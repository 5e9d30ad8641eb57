//! Scripts module - the Nautilus scripts directory as a checkable list
//!
//! - `types` - `ScriptEntry`, `EntryKind` and `ToggleRequest`
//! - `loader` - projection of the directory into sorted entries
//! - `permissions` - reading and toggling executable bits

mod loader;
mod permissions;
mod types;

pub use types::{EntryKind, ScriptEntry, ToggleRequest};

pub use loader::read_scripts;

pub use permissions::{is_user_executable, set_executable, toggled_mode};

#[cfg(test)]
#[path = "scripts_tests.rs"]
mod tests;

## Work to complete
Please restate every line of the records exactly.

## Written solution
repository 5e9d30ad8641eb57
//! Scripts module - the Nautilus scripts directory as a checkable list
//!
//! - `types` - `ScriptEntry`, `EntryKind` and `ToggleRequest`
//! - `loader` - projection of the directory into sorted entries
//! - `permissions` - reading and toggling executable bits

mod loader;
mod permissions;
mod types;

pub use types::{EntryKind, ScriptEntry, ToggleRequest};

pub use loader::read_scripts;

pub use permissions::{is_user_executable, set_executable, toggled_mode};

#[cfg(test)]
#[path = "scripts_tests.rs"]
mod tests;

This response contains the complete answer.